Just days after PSLM first occupied Mass. Hall, tents sprang up in the Yard in support of a “living wage.” The population of the tent city peaked the first weekend of the protest, then fell as the protest wore on. But, even without occupants, tents kept appearing until the count neared 90 earlier this week.

Then, on Tuesday afternoon, the sit-in ended as members of PSLM left Mass. Hall claiming victory and vowing to keep up the fight for a living wage. Within a matter of hours, all but two of the tents had been taken down and unclaimed gear had been stowed in a basement closet in nearby Matthews Hall.

All that was left were patches of yellowed grass where the tents had been and a heap of trash, including the torn-down facade of “Tent City Hall,” where notices had been posted for the camp-out community. Parked outside Mass. Hall was a truck from the A.M.-P.M. Cleaning Corporation. Vacuums whirred inside the building.

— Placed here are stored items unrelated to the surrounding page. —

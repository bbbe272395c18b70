//! Duplex connection capability used by the registry.

use async_trait::async_trait;

use crate::error::TransportError;

/// A live, message-oriented duplex channel to one client.
///
/// Sending and receiving may happen concurrently from different tasks: the
/// session's read loop waits in `receive_message` while notifications are
/// written through `send_message`.
#[async_trait]
pub trait Connection: Send + Sync {
    /// Write one discrete message.
    async fn send_message(&self, message: Vec<u8>) -> Result<(), TransportError>;

    /// Wait for the next inbound message.
    ///
    /// Returns `Err(TransportError::Closed)` once the peer has closed the
    /// channel; any error ends the connection's session.
    async fn receive_message(&self) -> Result<Vec<u8>, TransportError>;

    /// Close the channel. Closing twice is not an error.
    async fn close(&self) -> Result<(), TransportError>;
}
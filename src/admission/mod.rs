//! Per-contractor admission control for bid submission.
//!
//! A fixed-window counter per identity: the first request opens a window,
//! up to `quota` requests are admitted inside it, and the first request after
//! the window has elapsed starts a fresh one. Stale windows are reclaimed by
//! the [`Sweeper`].

mod clock;
mod controller;
mod sweeper;
mod window;

pub use clock::{Clock, MockClock, SystemClock};
pub use controller::{AdmissionController, AdmissionPolicy, Decision};
pub use sweeper::{Sweeper, SweeperHandle};
pub use window::RateWindow;
//! Core admission controller implementation.

use chrono::{DateTime, TimeDelta, Utc};
use parking_lot::RwLock;
use std::collections::HashMap;
use std::sync::Arc;
use std::time::Duration;
use tracing::{debug, trace};

use super::clock::{Clock, SystemClock};
use super::window::RateWindow;

/// Default number of bid submissions per window.
const DEFAULT_QUOTA: u32 = 5;
/// Default window length.
const DEFAULT_WINDOW: Duration = Duration::from_secs(60);

/// Quota and window length enforced per identity.
#[derive(Debug, Clone, Copy, PartialEq, Eq)]
pub struct AdmissionPolicy {
    /// Maximum requests admitted in one window
    pub quota: u32,
    /// Window length
    pub window: Duration,
}

impl AdmissionPolicy {
    /// Create a policy admitting `quota` requests per `window`.
    pub fn new(quota: u32, window: Duration) -> Self {
        Self { quota, window }
    }

    fn window_delta(&self) -> TimeDelta {
        TimeDelta::from_std(self.window).unwrap_or(TimeDelta::MAX)
    }
}

impl Default for AdmissionPolicy {
    fn default() -> Self {
        Self::new(DEFAULT_QUOTA, DEFAULT_WINDOW)
    }
}

/// Outcome of an admission check.
#[derive(Debug, Clone, Copy, PartialEq, Eq)]
pub enum Decision {
    /// The request may proceed.
    Allowed,
    /// The quota for the current window is spent.
    Rejected {
        /// When the current window ends and requests are admitted again
        retry_after: DateTime<Utc>,
    },
}

impl Decision {
    /// Whether the request may proceed.
    pub fn is_allowed(&self) -> bool {
        matches!(self, Decision::Allowed)
    }

    /// Retry time as Unix epoch seconds, for rejected requests.
    pub fn retry_after_epoch(&self) -> Option<i64> {
        match self {
            Decision::Allowed => None,
            Decision::Rejected { retry_after } => Some(retry_after.timestamp()),
        }
    }
}

/// Per-identity fixed-window admission controller.
///
/// Every check takes the table's write lock for exactly one
/// read-modify-write, so concurrent checks for the same identity never over-
/// or under-count.
pub struct AdmissionController {
    /// Current window per identity
    windows: RwLock<HashMap<String, RateWindow>>,
    policy: AdmissionPolicy,
    clock: Arc<dyn Clock>,
}

impl AdmissionController {
    /// Create a controller using the system clock.
    pub fn new(policy: AdmissionPolicy) -> Self {
        Self::with_clock(policy, Arc::new(SystemClock::new()))
    }

    /// Create a controller reading time from `clock`.
    pub fn with_clock(policy: AdmissionPolicy, clock: Arc<dyn Clock>) -> Self {
        Self {
            windows: RwLock::new(HashMap::new()),
            policy,
            clock,
        }
    }

    /// The enforced policy.
    pub fn policy(&self) -> AdmissionPolicy {
        self.policy
    }

    /// Current time as seen by the controller's clock.
    pub fn now(&self) -> DateTime<Utc> {
        self.clock.now()
    }

    /// Whether a request from `identity` may proceed.
    pub fn check(&self, identity: &str) -> bool {
        self.admit(identity).is_allowed()
    }

    /// Count a request from `identity` and decide whether it may proceed.
    ///
    /// `identity` is expected to be non-empty; the caller establishes it
    /// before the controller is consulted.
    pub fn admit(&self, identity: &str) -> Decision {
        let now = self.clock.now();
        let length = self.policy.window_delta();

        let mut windows = self.windows.write();

        let Some(window) = windows.get_mut(identity) else {
            debug!(identity = %identity, "Opening admission window");
            windows.insert(identity.to_string(), RateWindow::open(now));
            return Decision::Allowed;
        };

        if window.try_admit(now, self.policy.quota, length) {
            trace!(
                identity = %identity,
                count = window.count,
                quota = self.policy.quota,
                "Request admitted"
            );
            Decision::Allowed
        } else {
            let retry_after = window.resets_at(length);
            debug!(
                identity = %identity,
                count = window.count,
                retry_after = %retry_after,
                "Admission quota exhausted"
            );
            Decision::Rejected { retry_after }
        }
    }

    /// Drop every window that has expired, returning how many were removed.
    pub fn sweep(&self) -> usize {
        let now = self.clock.now();
        let length = self.policy.window_delta();

        let mut windows = self.windows.write();
        let before = windows.len();
        windows.retain(|_, window| !window.is_expired(now, length));
        let removed = before - windows.len();

        if removed > 0 {
            debug!(removed, remaining = windows.len(), "Swept stale admission windows");
        }
        removed
    }

    /// Snapshot of the window tracked for `identity`.
    pub fn window(&self, identity: &str) -> Option<RateWindow> {
        self.windows.read().get(identity).copied()
    }

    /// Number of identities currently tracked.
    pub fn window_count(&self) -> usize {
        self.windows.read().len()
    }

    /// Forget every window.
    pub fn clear(&self) {
        self.windows.write().clear();
    }
}

impl Default for AdmissionController {
    fn default() -> Self {
        Self::new(AdmissionPolicy::default())
    }
}

#[cfg(test)]
mod tests {
    use super::*;
    use crate::admission::MockClock;
    use chrono::TimeZone;

    fn controller_at(start: DateTime<Utc>) -> (AdmissionController, MockClock) {
        let clock = MockClock::new(start);
        let controller =
            AdmissionController::with_clock(AdmissionPolicy::default(), Arc::new(clock.clone()));
        (controller, clock)
    }

    fn t0() -> DateTime<Utc> {
        Utc.with_ymd_and_hms(2024, 3, 1, 9, 0, 0).unwrap()
    }

    #[test]
    fn test_controller_creation() {
        let controller = AdmissionController::default();
        assert_eq!(controller.window_count(), 0);
        assert_eq!(controller.policy().quota, 5);
    }

    #[test]
    fn test_first_check_creates_window() {
        let (controller, _clock) = controller_at(t0());

        assert!(controller.check("c1"));
        assert_eq!(controller.window_count(), 1);
        assert_eq!(controller.window("c1"), Some(RateWindow::open(t0())));
    }

    #[test]
    fn test_quota_then_rejection() {
        let (controller, _clock) = controller_at(t0());

        for i in 1..=5 {
            assert!(controller.check("c1"), "Request {} should be admitted", i);
        }

        let decision = controller.admit("c1");
        assert_eq!(
            decision,
            Decision::Rejected {
                retry_after: t0() + TimeDelta::seconds(60)
            }
        );
        assert_eq!(decision.retry_after_epoch(), Some(t0().timestamp() + 60));
        assert_eq!(controller.window("c1").unwrap().count, 5);
    }

    #[test]
    fn test_window_resets_after_expiry() {
        let (controller, clock) = controller_at(t0());

        for _ in 0..5 {
            controller.check("c1");
        }
        assert!(!controller.check("c1"));

        // Exactly one window later is still the same window
        clock.advance(Duration::from_secs(60));
        assert!(!controller.check("c1"));

        clock.advance(Duration::from_millis(1));
        assert!(controller.check("c1"));
        assert_eq!(controller.window("c1").unwrap().count, 1);
    }

    #[test]
    fn test_identities_are_independent() {
        let (controller, clock) = controller_at(t0());

        for _ in 0..5 {
            controller.check("c1");
        }
        clock.advance(Duration::from_secs(10));
        assert!(controller.check("c2"));

        let c1 = controller.window("c1").unwrap();
        let c2 = controller.window("c2").unwrap();
        assert_eq!((c1.count, c1.window_start), (5, t0()));
        assert_eq!(
            (c2.count, c2.window_start),
            (1, t0() + TimeDelta::seconds(10))
        );
    }

    #[test]
    fn test_sweep_removes_only_stale_windows() {
        let (controller, clock) = controller_at(t0());

        controller.check("stale");
        clock.advance(Duration::from_secs(30));
        controller.check("fresh");
        clock.advance(Duration::from_secs(31));

        assert_eq!(controller.sweep(), 1);
        assert!(controller.window("stale").is_none());
        assert!(controller.window("fresh").is_some());
    }

    #[test]
    fn test_clear_windows() {
        let (controller, _clock) = controller_at(t0());
        controller.check("c1");
        controller.check("c2");

        controller.clear();
        assert_eq!(controller.window_count(), 0);
    }

    #[test]
    fn test_decision_helpers() {
        assert!(Decision::Allowed.is_allowed());
        assert_eq!(Decision::Allowed.retry_after_epoch(), None);
    }
}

It all happened a little suddenly for Samaria (who preferred not to use her last name), who left in the morning and came back at night to find the tent city had been dismantled. She said she was “not satisfied” with the agreement that PSLM and the University reached and was not ready to leave the tent city.

“There wasn’t any kind of closure,” she says. “What if people wanted to exchange numbers?”

By Wednesday, even Samaria was gone. So was the trash pile. Armed with rakes and shovels, landscape crews were preparing to spray green “hydro mulch” on the patches of dead grass.

Though it came and left without fanfare, one squatter, Alex Rae, says he believes the tent city was more than just a display of support.

“It’s a concrete show of solidarity,” he says, sitting on the back fender of a car stuffed with blankets and sleeping bags after the tents have come down. “It’s here. It’s big. You can’t deny it.”

The inhabitants of the tent city, many sharing Rae’s sense of solidarity, regularly held meetings and events together. Last Sunday afternoon, the campers held a barbecue. On Monday morning, they held an instruction session with an organizer from the Ruckus Society, which trains activists in non-violent civil disobedience.

In recent days, emergency plans had been discussed in case police arrived to shut down the protest and round up the tent city occupants. That scenario never came to pass. In fact, the campers gave local police officers rounds of applause at several of their meetings.

“We were happy with the way they carried themselves,” says Prashant Inamti, who spent a week and a half in the tent city.

According to Inamti and other residents, the main disruptions came on the weekends when undergraduates returned from parties drunk. One man tried to urinate on two of the tents last weekend, they say. Another one stumbled and fell onto a tent, though the occupant was not injured.

“There were a lot of ridiculous, stupid incidents,” Rae says. “Basically, we had to keep security.”

Though the tent city attracted many people from outside Harvard, residents say they caused no trouble. Many were like Samaria, people who heard about the sit-in, happened to stop by, and then just decided to stay.

Samaria says she was in town to visit her father, who is ill, and joined the tent city because she thought it was interesting.

Though she says she grew to support the living wage cause over the past few days, Samaria says she was mainly interested in studying why the protest here remained so peaceful in contrast to movements thirty years ago.

The only other camper who stayed Tuesday night along with Samaria was Conan Buzby.

Buzby lives in Alaska but recently has been staying with a friend in Boston. He says he came to the tent city after his friend told him about it, but says he only later learned about the living wage cause.

“It was an excuse to come to the Yard,” he says. “A lot of people were playing frisbee, eating, smoking, hanging out. Then you learn what it’s all about.”